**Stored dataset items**
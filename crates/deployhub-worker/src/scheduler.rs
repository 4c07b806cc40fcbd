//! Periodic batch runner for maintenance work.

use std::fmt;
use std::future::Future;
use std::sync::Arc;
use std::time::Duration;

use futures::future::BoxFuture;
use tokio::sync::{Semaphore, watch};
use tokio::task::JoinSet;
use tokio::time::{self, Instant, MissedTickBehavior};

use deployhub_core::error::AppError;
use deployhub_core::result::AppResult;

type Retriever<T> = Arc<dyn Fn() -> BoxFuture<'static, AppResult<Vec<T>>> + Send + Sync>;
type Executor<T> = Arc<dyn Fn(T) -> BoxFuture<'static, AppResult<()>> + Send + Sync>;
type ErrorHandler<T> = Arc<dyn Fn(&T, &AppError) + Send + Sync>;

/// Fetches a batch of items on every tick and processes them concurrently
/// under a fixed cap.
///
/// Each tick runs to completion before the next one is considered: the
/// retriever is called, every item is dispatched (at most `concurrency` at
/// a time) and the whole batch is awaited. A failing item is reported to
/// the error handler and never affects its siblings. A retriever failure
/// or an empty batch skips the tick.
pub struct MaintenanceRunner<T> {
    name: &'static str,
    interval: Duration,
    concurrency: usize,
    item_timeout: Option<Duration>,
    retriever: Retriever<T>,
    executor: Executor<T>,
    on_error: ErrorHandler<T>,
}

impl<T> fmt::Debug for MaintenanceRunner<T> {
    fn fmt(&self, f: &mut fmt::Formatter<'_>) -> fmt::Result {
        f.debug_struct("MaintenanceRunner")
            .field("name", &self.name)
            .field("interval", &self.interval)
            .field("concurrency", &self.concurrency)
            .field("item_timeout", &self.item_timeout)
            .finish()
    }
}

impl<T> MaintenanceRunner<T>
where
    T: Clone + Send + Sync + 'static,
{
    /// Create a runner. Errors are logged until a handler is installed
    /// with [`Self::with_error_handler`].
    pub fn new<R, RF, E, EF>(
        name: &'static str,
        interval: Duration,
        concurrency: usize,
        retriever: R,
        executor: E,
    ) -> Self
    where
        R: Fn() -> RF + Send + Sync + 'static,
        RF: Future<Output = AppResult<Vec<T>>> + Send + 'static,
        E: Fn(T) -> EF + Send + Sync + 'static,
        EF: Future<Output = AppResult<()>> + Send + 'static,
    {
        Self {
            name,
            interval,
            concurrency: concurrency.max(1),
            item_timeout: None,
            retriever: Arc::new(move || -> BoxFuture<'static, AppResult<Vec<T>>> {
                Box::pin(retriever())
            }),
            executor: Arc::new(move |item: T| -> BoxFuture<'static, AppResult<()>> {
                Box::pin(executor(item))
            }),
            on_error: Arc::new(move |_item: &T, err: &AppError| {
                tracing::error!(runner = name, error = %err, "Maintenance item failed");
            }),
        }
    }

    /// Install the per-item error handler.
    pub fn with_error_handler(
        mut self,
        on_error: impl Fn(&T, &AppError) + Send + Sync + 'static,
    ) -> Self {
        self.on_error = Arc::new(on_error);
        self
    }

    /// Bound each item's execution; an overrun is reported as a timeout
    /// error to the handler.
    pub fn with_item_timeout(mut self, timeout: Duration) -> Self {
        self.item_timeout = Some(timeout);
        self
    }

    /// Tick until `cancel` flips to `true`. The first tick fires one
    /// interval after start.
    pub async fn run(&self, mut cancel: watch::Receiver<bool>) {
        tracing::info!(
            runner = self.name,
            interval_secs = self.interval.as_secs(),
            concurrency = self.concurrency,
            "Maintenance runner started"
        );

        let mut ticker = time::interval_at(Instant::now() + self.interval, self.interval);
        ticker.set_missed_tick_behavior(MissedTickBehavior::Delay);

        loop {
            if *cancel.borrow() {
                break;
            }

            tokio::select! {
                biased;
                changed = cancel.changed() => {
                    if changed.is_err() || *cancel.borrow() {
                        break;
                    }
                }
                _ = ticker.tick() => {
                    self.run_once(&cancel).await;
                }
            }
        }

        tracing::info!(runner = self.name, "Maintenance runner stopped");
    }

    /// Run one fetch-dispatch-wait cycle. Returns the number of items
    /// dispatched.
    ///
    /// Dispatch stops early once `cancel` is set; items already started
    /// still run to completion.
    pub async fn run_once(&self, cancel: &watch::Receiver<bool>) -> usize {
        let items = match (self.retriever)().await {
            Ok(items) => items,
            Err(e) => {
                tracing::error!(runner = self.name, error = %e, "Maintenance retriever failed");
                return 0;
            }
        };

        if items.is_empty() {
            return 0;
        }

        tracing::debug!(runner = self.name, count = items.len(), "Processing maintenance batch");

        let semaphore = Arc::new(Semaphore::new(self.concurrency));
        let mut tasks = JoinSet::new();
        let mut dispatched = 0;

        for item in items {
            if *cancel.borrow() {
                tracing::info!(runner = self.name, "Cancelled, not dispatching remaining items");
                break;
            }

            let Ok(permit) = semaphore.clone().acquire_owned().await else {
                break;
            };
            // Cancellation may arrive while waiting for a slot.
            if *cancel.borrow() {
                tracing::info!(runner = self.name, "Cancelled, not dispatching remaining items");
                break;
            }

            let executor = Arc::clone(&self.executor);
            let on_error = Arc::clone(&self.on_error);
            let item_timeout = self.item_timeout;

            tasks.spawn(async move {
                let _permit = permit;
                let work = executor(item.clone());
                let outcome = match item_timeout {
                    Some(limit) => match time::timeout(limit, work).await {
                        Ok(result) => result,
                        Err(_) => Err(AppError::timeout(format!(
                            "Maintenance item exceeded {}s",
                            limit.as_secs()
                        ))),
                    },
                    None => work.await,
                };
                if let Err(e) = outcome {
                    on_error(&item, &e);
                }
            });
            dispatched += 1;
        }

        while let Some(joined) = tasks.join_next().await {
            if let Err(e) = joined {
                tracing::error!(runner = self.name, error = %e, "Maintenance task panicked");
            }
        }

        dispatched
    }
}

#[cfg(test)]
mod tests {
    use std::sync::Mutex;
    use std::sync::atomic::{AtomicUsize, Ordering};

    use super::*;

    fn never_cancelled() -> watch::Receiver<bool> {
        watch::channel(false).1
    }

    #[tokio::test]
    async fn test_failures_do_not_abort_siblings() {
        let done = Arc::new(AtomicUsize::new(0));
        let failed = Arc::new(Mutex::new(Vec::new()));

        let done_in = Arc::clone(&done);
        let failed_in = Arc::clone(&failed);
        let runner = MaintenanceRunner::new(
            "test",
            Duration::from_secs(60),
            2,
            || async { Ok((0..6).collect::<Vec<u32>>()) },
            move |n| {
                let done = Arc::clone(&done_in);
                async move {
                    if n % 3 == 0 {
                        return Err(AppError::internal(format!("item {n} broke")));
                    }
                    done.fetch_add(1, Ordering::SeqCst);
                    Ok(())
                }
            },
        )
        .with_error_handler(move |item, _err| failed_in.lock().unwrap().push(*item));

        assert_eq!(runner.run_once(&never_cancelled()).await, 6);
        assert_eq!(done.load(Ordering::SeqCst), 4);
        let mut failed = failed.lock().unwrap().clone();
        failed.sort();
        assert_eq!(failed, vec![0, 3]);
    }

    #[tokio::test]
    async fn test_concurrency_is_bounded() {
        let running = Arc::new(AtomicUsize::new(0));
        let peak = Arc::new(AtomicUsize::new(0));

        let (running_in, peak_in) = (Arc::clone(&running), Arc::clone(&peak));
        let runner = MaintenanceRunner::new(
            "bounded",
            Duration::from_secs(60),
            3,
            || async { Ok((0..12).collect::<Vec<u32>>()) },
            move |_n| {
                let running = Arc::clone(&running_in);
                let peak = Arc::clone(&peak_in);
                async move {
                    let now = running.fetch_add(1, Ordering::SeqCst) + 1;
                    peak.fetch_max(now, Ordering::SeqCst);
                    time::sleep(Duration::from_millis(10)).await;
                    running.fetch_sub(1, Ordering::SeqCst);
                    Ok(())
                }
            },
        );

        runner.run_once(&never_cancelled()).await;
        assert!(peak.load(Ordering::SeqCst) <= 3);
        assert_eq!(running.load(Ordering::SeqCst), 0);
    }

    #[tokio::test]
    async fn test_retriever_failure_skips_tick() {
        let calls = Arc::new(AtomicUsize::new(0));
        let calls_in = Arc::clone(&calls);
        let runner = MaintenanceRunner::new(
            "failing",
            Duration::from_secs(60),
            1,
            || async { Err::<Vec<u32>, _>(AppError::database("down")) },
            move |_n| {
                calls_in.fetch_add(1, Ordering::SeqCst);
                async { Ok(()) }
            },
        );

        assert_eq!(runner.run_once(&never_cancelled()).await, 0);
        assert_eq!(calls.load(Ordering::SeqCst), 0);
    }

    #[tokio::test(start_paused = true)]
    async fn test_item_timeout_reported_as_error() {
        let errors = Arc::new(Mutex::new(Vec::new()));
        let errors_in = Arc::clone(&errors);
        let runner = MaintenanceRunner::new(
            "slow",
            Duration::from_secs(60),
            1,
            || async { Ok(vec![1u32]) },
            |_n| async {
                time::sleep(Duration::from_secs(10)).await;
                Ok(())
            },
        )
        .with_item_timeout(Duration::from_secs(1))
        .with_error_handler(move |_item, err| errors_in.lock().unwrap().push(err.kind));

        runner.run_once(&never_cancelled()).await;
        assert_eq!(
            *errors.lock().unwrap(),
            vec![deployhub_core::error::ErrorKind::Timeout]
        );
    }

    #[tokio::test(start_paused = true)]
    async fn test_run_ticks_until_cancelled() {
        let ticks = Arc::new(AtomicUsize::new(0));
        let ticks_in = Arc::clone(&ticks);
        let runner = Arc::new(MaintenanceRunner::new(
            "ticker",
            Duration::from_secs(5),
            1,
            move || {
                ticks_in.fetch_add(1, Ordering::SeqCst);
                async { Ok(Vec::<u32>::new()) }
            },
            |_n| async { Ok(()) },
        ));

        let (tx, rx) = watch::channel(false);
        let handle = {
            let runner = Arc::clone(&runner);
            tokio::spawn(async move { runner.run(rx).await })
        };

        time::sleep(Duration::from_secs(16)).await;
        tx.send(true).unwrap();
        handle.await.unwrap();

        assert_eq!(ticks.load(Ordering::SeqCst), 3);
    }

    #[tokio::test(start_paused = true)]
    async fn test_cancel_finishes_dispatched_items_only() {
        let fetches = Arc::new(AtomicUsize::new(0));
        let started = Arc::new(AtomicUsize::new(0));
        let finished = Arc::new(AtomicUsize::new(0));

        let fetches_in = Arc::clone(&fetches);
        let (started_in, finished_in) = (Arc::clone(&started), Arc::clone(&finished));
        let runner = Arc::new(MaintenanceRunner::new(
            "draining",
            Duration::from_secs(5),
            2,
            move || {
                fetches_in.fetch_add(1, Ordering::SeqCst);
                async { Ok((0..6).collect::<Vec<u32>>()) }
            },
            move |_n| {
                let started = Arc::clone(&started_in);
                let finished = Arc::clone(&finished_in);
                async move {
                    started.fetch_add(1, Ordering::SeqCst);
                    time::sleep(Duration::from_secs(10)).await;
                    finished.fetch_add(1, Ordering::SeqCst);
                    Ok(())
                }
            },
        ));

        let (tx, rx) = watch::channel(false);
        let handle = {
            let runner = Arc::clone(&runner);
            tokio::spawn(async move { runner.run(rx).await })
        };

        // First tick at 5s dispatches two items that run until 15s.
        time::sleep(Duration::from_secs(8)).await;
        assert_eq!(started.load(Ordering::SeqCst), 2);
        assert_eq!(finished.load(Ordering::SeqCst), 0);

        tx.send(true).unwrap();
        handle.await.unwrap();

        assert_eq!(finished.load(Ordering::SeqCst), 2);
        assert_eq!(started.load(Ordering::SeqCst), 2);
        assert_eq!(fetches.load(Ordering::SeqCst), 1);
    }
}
* * *
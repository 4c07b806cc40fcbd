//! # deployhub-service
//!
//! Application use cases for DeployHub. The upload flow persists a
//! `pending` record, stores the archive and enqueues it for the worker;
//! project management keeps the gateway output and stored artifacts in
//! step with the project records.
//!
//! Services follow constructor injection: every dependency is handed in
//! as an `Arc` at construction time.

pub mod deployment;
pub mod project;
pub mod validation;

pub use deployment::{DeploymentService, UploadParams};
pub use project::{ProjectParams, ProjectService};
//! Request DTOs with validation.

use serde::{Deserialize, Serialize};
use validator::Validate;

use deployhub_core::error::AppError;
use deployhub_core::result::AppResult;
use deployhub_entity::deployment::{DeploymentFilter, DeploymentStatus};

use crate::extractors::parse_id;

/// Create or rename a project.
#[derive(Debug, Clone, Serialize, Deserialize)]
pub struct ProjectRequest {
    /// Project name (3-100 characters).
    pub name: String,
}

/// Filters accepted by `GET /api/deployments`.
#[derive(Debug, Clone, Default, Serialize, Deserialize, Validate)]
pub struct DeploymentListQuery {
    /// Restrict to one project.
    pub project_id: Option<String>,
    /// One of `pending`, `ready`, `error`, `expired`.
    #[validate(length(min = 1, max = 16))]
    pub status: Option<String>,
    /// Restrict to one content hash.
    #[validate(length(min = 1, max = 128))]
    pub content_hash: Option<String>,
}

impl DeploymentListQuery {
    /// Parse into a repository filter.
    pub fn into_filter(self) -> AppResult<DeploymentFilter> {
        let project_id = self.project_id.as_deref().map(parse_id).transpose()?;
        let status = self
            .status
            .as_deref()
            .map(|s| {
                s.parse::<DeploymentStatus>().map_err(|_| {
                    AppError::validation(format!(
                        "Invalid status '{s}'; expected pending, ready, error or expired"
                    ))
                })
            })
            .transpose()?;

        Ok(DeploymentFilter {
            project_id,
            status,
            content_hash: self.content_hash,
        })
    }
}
--
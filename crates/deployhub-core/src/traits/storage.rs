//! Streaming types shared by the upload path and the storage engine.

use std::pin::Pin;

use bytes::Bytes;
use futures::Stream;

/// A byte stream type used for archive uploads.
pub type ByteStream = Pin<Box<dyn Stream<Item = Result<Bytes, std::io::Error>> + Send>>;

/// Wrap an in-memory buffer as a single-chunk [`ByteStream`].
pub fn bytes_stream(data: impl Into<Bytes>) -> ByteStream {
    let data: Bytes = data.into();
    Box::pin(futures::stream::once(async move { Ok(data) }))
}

**PROBLEM STATEMENT**
Extract every line from the records above that contains the word "batch".

**TASK RESULT**
//! Periodic batch runner for maintenance work.
/// Fetches a batch of items on every tick and processes them concurrently
/// a time) and the whole batch is awaited. A failing item is reported to
/// or an empty batch skips the tick.
        tracing::debug!(runner = self.name, count = items.len(), "Processing maintenance batch");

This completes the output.